Not saying that it comes as a surprise, but another Democrat has tied conditions to military aid going to Pakistan. Jane Harman, California Democrat has placed a new bill before the House of Representatives that requires the Government of Pakistan to give unfettered access to Abdul Qadeer Khan and assurances that he will continue to be monitored in order to get any assistance for our military.

In a prepared statement from Representative Harman’s office, she stated:

In 1974, following India’s first nuclear test, Mr. Khan offered his expertise to Pakistani Prime Minister Zulfikar Ali Bhutto. Later that year, Mr. Khan’s company assigned him to work on Dutch translations of advanced, German-designed centrifuges – data to which he had unsupervised access for 16 days.

By 1975, the damage appears to have been done. Pakistan began to purchase components for its domestic uranium enrichment program from European suppliers, and Mr.
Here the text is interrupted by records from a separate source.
use crate::terms::term_set;
use folio_domain::content::{Post, Taxonomy};
use tracing::debug;

const TAG_WEIGHT: usize = 2;
const CATEGORY_WEIGHT: usize = 1;

/// Posts most related to `slug`, best first.
///
/// Score is shared tags x2 plus shared categories, case-insensitive. The post itself,
/// drafts and unrelated posts are skipped; equal scores keep input order.
#[must_use]
pub fn similar_posts<'a>(posts: &'a [Post], slug: &str, limit: usize) -> Vec<&'a Post> {
    let Some(target) = posts.iter().find(|p| p.slug == slug) else {
        debug!(slug, "Unknown post slug");
        return Vec::new();
    };

    let tags = term_set(target, Taxonomy::Tags);
    let categories = term_set(target, Taxonomy::Categories);

    let mut scored: Vec<(usize, &Post)> = posts
        .iter()
        .filter(|p| !p.draft && p.slug != target.slug)
        .map(|p| {
            let shared_tags = term_set(p, Taxonomy::Tags).intersection(&tags).count();
            let shared_categories =
                term_set(p, Taxonomy::Categories).intersection(&categories).count();
            (shared_tags * TAG_WEIGHT + shared_categories * CATEGORY_WEIGHT, p)
        })
        .filter(|(score, _)| *score > 0)
        .collect();

    // Stable: ties keep input order.
    scored.sort_by(|a, b| b.0.cmp(&a.0));
    scored.into_iter().take(limit).map(|(_, p)| p).collect()
}

#[cfg(test)]
mod tests {
    use super::*;

    fn post(slug: &str, tags: &[&str], categories: &[&str]) -> Post {
        Post {
            slug: slug.into(),
            tags: tags.iter().map(|t| (*t).to_owned()).collect(),
            categories: categories.iter().map(|c| (*c).to_owned()).collect(),
            ..Post::default()
        }
    }

    fn slugs(posts: Vec<&Post>) -> Vec<&str> {
        posts.into_iter().map(|p| p.slug.as_str()).collect()
    }

    #[test]
    fn tags_weigh_more_than_categories() {
        let posts = [
            post("target", &["rates", "bonds"], &["macro"]),
            post("same-category", &[], &["Macro"]),
            post("one-tag", &["RATES"], &[]),
            post("unrelated", &["crypto"], &["markets"]),
        ];
        assert_eq!(slugs(similar_posts(&posts, "target", 10)), vec!["one-tag", "same-category"]);
    }

    #[test]
    fn ties_keep_input_order_and_limit_applies() {
        let posts = [
            post("target", &["etf"], &[]),
            post("first", &["etf"], &[]),
            post("second", &["etf"], &[]),
            post("third", &["etf"], &[]),
        ];
        assert_eq!(slugs(similar_posts(&posts, "target", 2)), vec!["first", "second"]);
    }

    #[test]
    fn drafts_and_unknown_slugs() {
        let mut draft = post("draft", &["etf"], &[]);
        draft.draft = true;
        let posts = [post("target", &["etf"], &[]), draft];
        assert!(similar_posts(&posts, "target", 5).is_empty());
        assert!(similar_posts(&posts, "missing", 5).is_empty());
    }
}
Khan was transferred away from enrichment work due to concern about his activities.

Convicted in absentia by the Dutch government for nuclear espionage, beginning in the mid-1980s, Mr. Khan is widely believed to have provided nuclear weapons technology to Iran, North Korea, Libya and possibly Syria and Iraq. His network involved front companies and operatives in Dubai, Malaysia, Singapore, South Africa, South Korea, Switzerland and Turkey. Though much of the network was taken down following Mr. Khan’s confession, there is no conclusive evidence that it was destroyed.

And Mr. Khan is again a loose nuke scientist with proven ability to sell the worst weapons to the worst people.

What to do? Read the rest of this entry »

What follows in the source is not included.